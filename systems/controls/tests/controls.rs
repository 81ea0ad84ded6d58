use grid_walk_core::{CellCoord, Command, Direction, Event};
use grid_walk_system_controls::{ControlInput, Controls};
use grid_walk_world::{self as world, query, World};

#[test]
fn step_input_emits_step_command() {
    let mut controls = Controls::default();
    let mut commands = Vec::new();

    controls.handle(&[], ControlInput::step(Direction::Left), &mut commands);

    assert_eq!(
        commands,
        vec![Command::Step {
            direction: Direction::Left,
        }],
        "controls should forward a single step request",
    );
}

#[test]
fn empty_input_emits_nothing() {
    let mut controls = Controls::default();
    let mut commands = Vec::new();

    controls.handle(&[], ControlInput::default(), &mut commands);

    assert!(commands.is_empty(), "no input, no commands");
}

#[test]
fn step_input_ignored_after_goal_reached() {
    let mut controls = Controls::default();
    let mut commands = Vec::new();

    controls.handle(
        &[Event::GoalReached {
            cell: CellCoord::new(1, 0),
        }],
        ControlInput::step(Direction::Right),
        &mut commands,
    );

    assert!(
        commands.is_empty(),
        "movement must stop once the goal is reached"
    );
    assert!(controls.movement_locked());
}

#[test]
fn restart_unlocks_movement() {
    let mut controls = Controls::with_goal_reached(true);
    let mut commands = Vec::new();

    controls.handle(&[], ControlInput::new(None, true), &mut commands);
    assert_eq!(commands, vec![Command::Restart]);

    commands.clear();
    controls.handle(
        &[Event::SessionRestarted {
            start: CellCoord::new(0, 0),
        }],
        ControlInput::step(Direction::Down),
        &mut commands,
    );

    assert_eq!(
        commands,
        vec![Command::Step {
            direction: Direction::Down,
        }],
        "movement resumes once the world confirms the restart",
    );
}

#[test]
fn restart_takes_precedence_over_step() {
    let mut controls = Controls::new();
    let mut commands = Vec::new();

    controls.handle(
        &[],
        ControlInput::new(Some(Direction::Up), true),
        &mut commands,
    );

    assert_eq!(commands, vec![Command::Restart]);
}

#[test]
fn controls_drive_world_to_goal() {
    let mut world = World::from_text("3 1\n0 0 0\n0 2\n").expect("level loads");
    let mut controls = Controls::new();
    let mut events = Vec::new();

    for _ in 0..4 {
        let mut commands = Vec::new();
        controls.handle(&events, ControlInput::step(Direction::Right), &mut commands);
        events.clear();
        for command in commands {
            world::apply(&mut world, command, &mut events);
        }
    }

    assert!(query::has_won(&world));
    assert_eq!(query::player_cell(&world), CellCoord::new(2, 0));
    assert!(controls.movement_locked());
}
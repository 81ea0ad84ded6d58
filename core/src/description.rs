//! Three-line level format consumed by the world.
//!
//! ```text
//! 3 2
//! 0 0 1 0 1 0
//! 0 5
//! ```
//!
//! The first line holds `columns rows`, the second one cell code per cell in
//! row-major order, and the third the raw `start end` linear indices. The
//! indices are passed through untouched; resolving them is the grid's job.

use std::str::FromStr;

use serde::{Deserialize, Serialize};
use thiserror::Error;

use crate::CellKind;

const DIMENSIONS_LINE: usize = 1;
const CELLS_LINE: usize = 2;
const ENDPOINTS_LINE: usize = 3;

/// Validated structural description of a level.
#[derive(Clone, Debug, PartialEq, Eq, Serialize, Deserialize)]
#[serde(try_from = "UncheckedGridDescription")]
pub struct GridDescription {
    columns: u32,
    rows: u32,
    cells: Vec<CellKind>,
    start_index: i64,
    end_index: i64,
}

impl GridDescription {
    /// Assembles a description from already-decoded parts.
    ///
    /// Fails when a dimension is zero, does not fit the coordinate space, or
    /// when `cells` does not hold exactly `columns * rows` entries.
    pub fn new(
        columns: u32,
        rows: u32,
        cells: Vec<CellKind>,
        start_index: i64,
        end_index: i64,
    ) -> Result<Self, MalformedInput> {
        let expected = cell_count(i64::from(columns), i64::from(rows))?;
        if cells.len() != expected {
            return Err(MalformedInput::TokenCount {
                line: CELLS_LINE,
                expected,
                found: cells.len(),
            });
        }

        Ok(Self {
            columns,
            rows,
            cells,
            start_index,
            end_index,
        })
    }

    /// Parses the first three lines of a level file. Further lines are ignored.
    pub fn from_text(text: &str) -> Result<Self, MalformedInput> {
        let mut lines = text.lines();
        let dimensions = lines.next().ok_or(MalformedInput::MissingLine {
            line: DIMENSIONS_LINE,
        })?;
        let cells = lines
            .next()
            .ok_or(MalformedInput::MissingLine { line: CELLS_LINE })?;
        let endpoints = lines.next().ok_or(MalformedInput::MissingLine {
            line: ENDPOINTS_LINE,
        })?;
        parse_grid_description(dimensions, cells, endpoints)
    }

    /// Number of cell columns.
    #[must_use]
    pub const fn columns(&self) -> u32 {
        self.columns
    }

    /// Number of cell rows.
    #[must_use]
    pub const fn rows(&self) -> u32 {
        self.rows
    }

    /// Cell kinds in row-major order.
    #[must_use]
    pub fn cells(&self) -> &[CellKind] {
        &self.cells
    }

    /// Total number of cells, `columns * rows`.
    #[must_use]
    pub fn cell_count(&self) -> usize {
        self.cells.len()
    }

    /// Raw start index as written in the level; may be out of range.
    #[must_use]
    pub const fn start_index(&self) -> i64 {
        self.start_index
    }

    /// Raw end index as written in the level; may be out of range.
    #[must_use]
    pub const fn end_index(&self) -> i64 {
        self.end_index
    }
}

/// Wire shape of [`GridDescription`] before its invariants are checked.
#[derive(Deserialize)]
struct UncheckedGridDescription {
    columns: u32,
    rows: u32,
    cells: Vec<CellKind>,
    start_index: i64,
    end_index: i64,
}

impl TryFrom<UncheckedGridDescription> for GridDescription {
    type Error = MalformedInput;

    fn try_from(unchecked: UncheckedGridDescription) -> Result<Self, Self::Error> {
        Self::new(
            unchecked.columns,
            unchecked.rows,
            unchecked.cells,
            unchecked.start_index,
            unchecked.end_index,
        )
    }
}

impl FromStr for GridDescription {
    type Err = MalformedInput;

    fn from_str(text: &str) -> Result<Self, Self::Err> {
        Self::from_text(text)
    }
}

/// Reasons level text fails to decode. Line numbers are 1-based.
#[derive(Clone, Debug, PartialEq, Eq, Error)]
pub enum MalformedInput {
    /// The text ended before the given line.
    #[error("level description is missing line {line}")]
    MissingLine {
        /// Line that could not be read.
        line: usize,
    },
    /// A line held the wrong number of whitespace-separated tokens.
    #[error("line {line} holds {found} tokens; expected {expected}")]
    TokenCount {
        /// Offending line.
        line: usize,
        /// Number of tokens the line must hold.
        expected: usize,
        /// Number of tokens actually present.
        found: usize,
    },
    /// A token that must be an integer could not be parsed as one.
    #[error("line {line}: `{token}` is not an integer")]
    InvalidInteger {
        /// Offending line.
        line: usize,
        /// Token as written.
        token: String,
    },
    /// A grid dimension was zero or negative.
    #[error("line {line}: grid dimension {value} must be positive")]
    NonPositiveDimension {
        /// Offending line.
        line: usize,
        /// Dimension as parsed.
        value: i64,
    },
    /// The grid does not fit the coordinate space.
    #[error("a {columns}x{rows} grid is too large")]
    GridTooLarge {
        /// Requested column count.
        columns: i64,
        /// Requested row count.
        rows: i64,
    },
    /// A cell token was not one of `0`, `1` or `2`.
    #[error("line {line}: cell {index} has unknown code `{token}`")]
    UnknownCellCode {
        /// Offending line.
        line: usize,
        /// Zero-based linear index of the cell.
        index: usize,
        /// Token as written.
        token: String,
    },
}

/// Parses the three level lines into a [`GridDescription`].
///
/// Nothing is produced unless every line decodes.
pub fn parse_grid_description(
    dimensions: &str,
    cells: &str,
    endpoints: &str,
) -> Result<GridDescription, MalformedInput> {
    let [columns, rows] = parse_integer_pair(dimensions, DIMENSIONS_LINE)?;
    let expected = cell_count(columns, rows)?;

    let tokens: Vec<&str> = cells.split_whitespace().collect();
    if tokens.len() != expected {
        return Err(MalformedInput::TokenCount {
            line: CELLS_LINE,
            expected,
            found: tokens.len(),
        });
    }
    let kinds = tokens
        .iter()
        .enumerate()
        .map(|(index, token)| {
            CellKind::from_code(token).ok_or_else(|| MalformedInput::UnknownCellCode {
                line: CELLS_LINE,
                index,
                token: (*token).to_owned(),
            })
        })
        .collect::<Result<Vec<_>, _>>()?;

    let [start_index, end_index] = parse_integer_pair(endpoints, ENDPOINTS_LINE)?;

    let too_large = || MalformedInput::GridTooLarge { columns, rows };
    GridDescription::new(
        u32::try_from(columns).map_err(|_| too_large())?,
        u32::try_from(rows).map_err(|_| too_large())?,
        kinds,
        start_index,
        end_index,
    )
}

fn parse_integer_pair(line: &str, line_number: usize) -> Result<[i64; 2], MalformedInput> {
    let tokens: Vec<&str> = line.split_whitespace().collect();
    let [first, second] = tokens.as_slice() else {
        return Err(MalformedInput::TokenCount {
            line: line_number,
            expected: 2,
            found: tokens.len(),
        });
    };

    let parse = |token: &str| {
        token
            .parse::<i64>()
            .map_err(|_| MalformedInput::InvalidInteger {
                line: line_number,
                token: token.to_owned(),
            })
    };
    Ok([parse(first)?, parse(second)?])
}

/// Cell count of a `columns x rows` grid addressable with `i32` coordinates.
fn cell_count(columns: i64, rows: i64) -> Result<usize, MalformedInput> {
    if columns <= 0 || rows <= 0 {
        let value = if columns <= 0 { columns } else { rows };
        return Err(MalformedInput::NonPositiveDimension {
            line: DIMENSIONS_LINE,
            value,
        });
    }

    let too_large = MalformedInput::GridTooLarge { columns, rows };
    if columns > i64::from(i32::MAX) || rows > i64::from(i32::MAX) {
        return Err(too_large);
    }
    columns
        .checked_mul(rows)
        .and_then(|count| usize::try_from(count).ok())
        .ok_or(too_large)
}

:::

--- WORK TO BE COMPLETED ---
Select and copy every line from the records that includes the word "UncheckedGridDescription".

--- OUTPUT BELOW ---
#[serde(try_from = "UncheckedGridDescription")]
struct UncheckedGridDescription {
impl TryFrom<UncheckedGridDescription> for GridDescription {
    fn try_from(unchecked: UncheckedGridDescription) -> Result<Self, Self::Error> {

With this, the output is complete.